長戟落地在石板上振響的動靜,讓人誤以為是在戰場,寶嫣一臉驚疑地從座位上站起來,她身旁的婢女各個面露恐懼。
「外邊來了好多攜帶武器的府兵,將咱們院子統統圍起來了。」
「這是怎麼了?出什麼事了?」
屋外。
領頭闖入的府兵揚聲朝內道:「夫人莫怪,我等都是府上的人,奉命來此守衛,別無惡意。」
寶嫣下意識望向剛從外邊回來欲言又止、神情凝重的乳母。
松氏不安道:「是郎主,晏郎君他……」
「他和二女郎一起,遇刺了。」
第6章
晏子淵從新房出來時,天上已經出現一抹淡淡的暈黃。
夜幕下院裡院外一片漆黑,唯有檐角處的燈籠明亮生輝,隱隱約約照耀著庭院的高牆樹木和波光粼粼的池水。
下人在前卑躬打著燈,為身著彩衣華服、梳著華美頭飾的晏府女眷們仔細照亮腳下的石板路。
人語竊竊,風裡不時傳來兩道樂不可支的笑聲。
聽到笑聲中夾雜著自己的名字,晏子淵掀起眼皮朝前望去,這些婦人許多都稱得上是他的長輩,有的是晏府出嫁的女娘和嫂嫂,有的則是伯娘嬸嬸。
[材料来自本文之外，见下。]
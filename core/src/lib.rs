#![deny(
    unsafe_code,
    missing_docs,
    dead_code,
    unused_results,
    non_snake_case,
    unreachable_pub
)]

//! Core contracts shared across the snake autopilot.
//!
//! This crate defines the message surface that connects adapters, the
//! authoritative world, and pure systems. Adapters submit [`Command`] values
//! describing desired mutations, the world executes those commands via its
//! `apply` entry point, and then broadcasts [`Event`] values for systems to
//! react to. Systems consume event streams, query immutable snapshots, and
//! respond exclusively with new command batches.

use std::fmt;

use serde::{Deserialize, Serialize};

/// Title presented by adapters when the session window opens.
pub const WINDOW_TITLE: &str = "AI Snake Game";

/// Commands that express all permissible world mutations.
#[derive(Clone, Debug, PartialEq, Eq)]
pub enum Command {
    /// Resumes autonomous play from the paused state.
    Start,
    /// Suspends autonomous play without discarding the session.
    Pause,
    /// Recreates the snake and food and returns to the paused state.
    Reset,
    /// Records the requested search label and resets the session.
    SelectSearchMethod {
        /// Label chosen by the player.
        method: SearchMethod,
    },
    /// Advances the session by exactly one discrete step.
    Tick,
    /// Supplies the plan requested by the most recent pending tick.
    AssignPlan {
        /// Unit moves leading from the head to the food.
        moves: Vec<Move>,
    },
    /// Reports that no route from the head to the food exists.
    ReportNoPath,
}

/// Events broadcast by the world after processing commands.
#[derive(Clone, Debug, PartialEq, Eq)]
pub enum Event {
    /// Indicates that a running session consumed a tick.
    Ticked {
        /// Monotonic index of the tick since the world was created.
        tick: u64,
    },
    /// Announces that the session entered a new play state.
    PlayStateChanged {
        /// State that became active after processing commands.
        state: PlayState,
    },
    /// Confirms that the snake and food were recreated.
    GameReset {
        /// Cell occupied by the single-segment snake.
        head: Cell,
        /// Cell holding the freshly placed food.
        food: Cell,
    },
    /// Confirms that a new search label was recorded.
    SearchMethodSelected {
        /// Label that is now active.
        method: SearchMethod,
    },
    /// Requests a route from the head to the food for the pending tick.
    PlanRequested {
        /// Current head of the snake.
        head: Cell,
        /// Current food position.
        food: Cell,
        /// Search label active when the request was raised.
        method: SearchMethod,
    },
    /// Confirms that a plan was accepted.
    PlanAssigned {
        /// Number of moves stored in the accepted plan.
        moves: usize,
    },
    /// Reports that a supplied plan failed validation.
    PlanRejected {
        /// Specific reason the plan was refused.
        reason: PlanError,
    },
    /// Confirms that the head moved between two adjacent cells.
    SnakeAdvanced {
        /// Cell the head occupied before the move.
        from: Cell,
        /// Cell the head occupies after the move.
        to: Cell,
    },
    /// Confirms that the head reached the food and the snake grew.
    FoodEaten {
        /// Cell the food occupied.
        cell: Cell,
        /// Length of the snake after growing.
        length: usize,
    },
    /// Confirms that food was placed at a new cell.
    FoodPlaced {
        /// Cell now holding the food.
        cell: Cell,
    },
    /// Announces that no route to the food exists and play halted.
    SnakeTrapped {
        /// Head of the snake when the search failed.
        head: Cell,
        /// Food the search failed to reach.
        food: Cell,
    },
}

/// Lifecycle state of a session.
#[derive(Clone, Copy, Debug, PartialEq, Eq, Hash, Serialize, Deserialize)]
pub enum PlayState {
    /// Updates are suspended until the player starts the session.
    Paused,
    /// Each tick advances the snake along its plan.
    Running,
    /// The navigator found no route; only a reset resumes play.
    Trapped,
}

/// Search labels the player may select from the keyboard.
#[derive(Clone, Copy, Debug, Default, PartialEq, Eq, Hash, Serialize, Deserialize)]
#[serde(rename_all = "kebab-case")]
pub enum SearchMethod {
    /// Breadth-first search over the open grid.
    #[default]
    BreadthFirst,
    /// Depth-first search label.
    DepthFirst,
    /// Bidirectional search label.
    Bidirectional,
}

impl SearchMethod {
    /// Short label shown to the player.
    #[must_use]
    pub const fn label(self) -> &'static str {
        match self {
            Self::BreadthFirst => "BFS",
            Self::DepthFirst => "DFS",
            Self::Bidirectional => "Bidirectional",
        }
    }
}

impl fmt::Display for SearchMethod {
    fn fmt(&self, f: &mut fmt::Formatter<'_>) -> fmt::Result {
        f.write_str(self.label())
    }
}

/// Decides whether the tail cell counts as blocked during route searches.
#[derive(Clone, Copy, Debug, Default, PartialEq, Eq, Hash, Serialize, Deserialize)]
#[serde(rename_all = "kebab-case")]
pub enum TailPolicy {
    /// Every body cell, including the tail, blocks the search.
    #[default]
    Blocked,
    /// The tail cell is treated as free because it vacates on the next step.
    Vacates,
}

/// Decides which cells are eligible when food is placed.
#[derive(Clone, Copy, Debug, Default, PartialEq, Eq, Hash, Serialize, Deserialize)]
#[serde(rename_all = "kebab-case")]
pub enum FoodPolicy {
    /// Any cell of the grid, including cells covered by the snake.
    Uniform,
    /// Only cells not covered by the snake.
    #[default]
    AvoidSnake,
}

/// Reasons a plan supplied through [`Command::AssignPlan`] may be refused.
#[derive(Clone, Copy, Debug, PartialEq, Eq, Hash, Serialize, Deserialize)]
pub enum PlanError {
    /// The plan contained no moves.
    Empty,
    /// Applying the move at `step` would leave the grid.
    LeavesGrid {
        /// Zero-based index of the offending move.
        step: usize,
    },
    /// Applying the move at `step` would run the head into the body.
    CrossesBody {
        /// Zero-based index of the offending move.
        step: usize,
    },
    /// The plan ends on a cell other than the food.
    MissesFood,
}

/// One of the four unit deltas available to the snake.
#[derive(Clone, Copy, Debug, PartialEq, Eq, Hash, Serialize, Deserialize)]
pub enum Move {
    /// Movement toward decreasing row indices.
    Up,
    /// Movement toward increasing row indices.
    Down,
    /// Movement toward decreasing column indices.
    Left,
    /// Movement toward increasing column indices.
    Right,
}

impl Move {
    /// Column and row delta applied by the move.
    #[must_use]
    pub const fn delta(self) -> (i8, i8) {
        match self {
            Self::Up => (0, -1),
            Self::Down => (0, 1),
            Self::Left => (-1, 0),
            Self::Right => (1, 0),
        }
    }

    /// Returns the move that leads from `from` to the adjacent cell `to`.
    #[must_use]
    pub fn between(from: Cell, to: Cell) -> Option<Self> {
        let column_diff = from.column().abs_diff(to.column());
        let row_diff = from.row().abs_diff(to.row());

        if column_diff + row_diff != 1 {
            return None;
        }

        if column_diff == 1 {
            if to.column() > from.column() {
                Some(Self::Right)
            } else {
                Some(Self::Left)
            }
        } else if to.row() > from.row() {
            Some(Self::Down)
        } else {
            Some(Self::Up)
        }
    }
}

/// Location of a single grid cell expressed as column and row coordinates.
#[derive(Clone, Copy, Debug, PartialEq, Eq, Hash, PartialOrd, Ord, Serialize, Deserialize)]
pub struct Cell {
    column: u32,
    row: u32,
}

impl Cell {
    /// Creates a new grid cell coordinate.
    #[must_use]
    pub const fn new(column: u32, row: u32) -> Self {
        Self { column, row }
    }

    /// Zero-based column index of the cell.
    #[must_use]
    pub const fn column(&self) -> u32 {
        self.column
    }

    /// Zero-based row index of the cell.
    #[must_use]
    pub const fn row(&self) -> u32 {
        self.row
    }

    /// Applies `step` and returns the neighbouring cell when it stays inside `grid`.
    #[must_use]
    pub fn step(self, step: Move, grid: GridSize) -> Option<Cell> {
        let column = match step {
            Move::Left => self.column.checked_sub(1)?,
            Move::Right => self.column.checked_add(1)?,
            Move::Up | Move::Down => self.column,
        };
        let row = match step {
            Move::Up => self.row.checked_sub(1)?,
            Move::Down => self.row.checked_add(1)?,
            Move::Left | Move::Right => self.row,
        };

        let next = Cell::new(column, row);
        grid.contains(next).then_some(next)
    }

    /// Computes the Manhattan distance between two cells.
    #[must_use]
    pub fn manhattan_distance(self, other: Cell) -> u32 {
        self.column.abs_diff(other.column) + self.row.abs_diff(other.row)
    }
}

impl fmt::Display for Cell {
    fn fmt(&self, f: &mut fmt::Formatter<'_>) -> fmt::Result {
        write!(f, "({}, {})", self.column, self.row)
    }
}

/// Dimensions of the playing field measured in whole cells.
#[derive(Clone, Copy, Debug, PartialEq, Eq, Hash, Serialize, Deserialize)]
pub struct GridSize {
    columns: u32,
    rows: u32,
}

impl GridSize {
    /// Field used by every session: a 600x400 canvas split into 20-pixel cells.
    pub const STANDARD: Self = Self::new(30, 20);

    /// Creates a new grid size descriptor.
    #[must_use]
    pub const fn new(columns: u32, rows: u32) -> Self {
        Self { columns, rows }
    }

    /// Number of columns contained in the grid.
    #[must_use]
    pub const fn columns(&self) -> u32 {
        self.columns
    }

    /// Number of rows contained in the grid.
    #[must_use]
    pub const fn rows(&self) -> u32 {
        self.rows
    }

    /// Reports whether the cell lies inside the grid.
    #[must_use]
    pub const fn contains(&self, cell: Cell) -> bool {
        cell.column < self.columns && cell.row < self.rows
    }

    /// Total number of cells in the grid.
    #[must_use]
    pub fn cell_count(&self) -> usize {
        let count = u64::from(self.columns) * u64::from(self.rows);
        usize::try_from(count).unwrap_or(usize::MAX)
    }

    /// Row-major index of the cell, if it lies inside the grid.
    #[must_use]
    pub fn index(&self, cell: Cell) -> Option<usize> {
        if !self.contains(cell) {
            return None;
        }
        let row = usize::try_from(cell.row).ok()?;
        let column = usize::try_from(cell.column).ok()?;
        let width = usize::try_from(self.columns).ok()?;
        row.checked_mul(width)?.checked_add(column)
    }

    /// Cell where a freshly reset snake starts.
    #[must_use]
    pub const fn start_cell(&self) -> Cell {
        Cell::new(self.columns / 2, self.rows / 2)
    }

    /// Iterates every cell in row-major order.
    pub fn cells(&self) -> impl Iterator<Item = Cell> {
        let columns = self.columns;
        (0..self.rows).flat_map(move |row| (0..columns).map(move |column| Cell::new(column, row)))
    }
}

impl Default for GridSize {
    fn default() -> Self {
        Self::STANDARD
    }
}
年輕的還好,年紀大些的就沒那麼害臊,回頭見到他,嘴上還會繼續打趣,「阿淵這麼快就出來了?竟這般不留念你那貌美如花的新婦?」
「今夜可是洞房花燭夜,良宵正當時,聖賢來了也無需端著……」
「你這小郎,咍,是不是太不解風情了。」
晏子淵但凡是臉皮薄些的兒郎,這時已經被調侃得臉紅了。
可惜他不是。
尤其前庭還等著他去宴客,晏子淵不僅沒計較,還揚起一抹笑,斯文應對道:「勞伯娘們費心,我正巧要去見阿翁,順路護送伯娘們一程。」
他表現得一本正經,就是再放肆,婦人們也不好繼續戲弄下去了。
雖然晏子淵是個小輩,但卻不是一個身份普通好欺負的小輩,想到對方母親的身世背景,笑鬧的閒話最終適可而止。
話題轉移,晏子淵不再是旁人調侃的對象。
周圍氣氛跟著一松。
他緩步走在一眾女眷的身後,直到親隨有事上前,輕聲將他喚住。
「何事。」
此時離前庭已經不遠了,燈火還算璀璨,隱隱間能聽見不遠處筵席上傳來的弦樂的聲音。
晏子淵瞥了眼漸漸走遠的女眷隊伍,最終選擇在原地站定。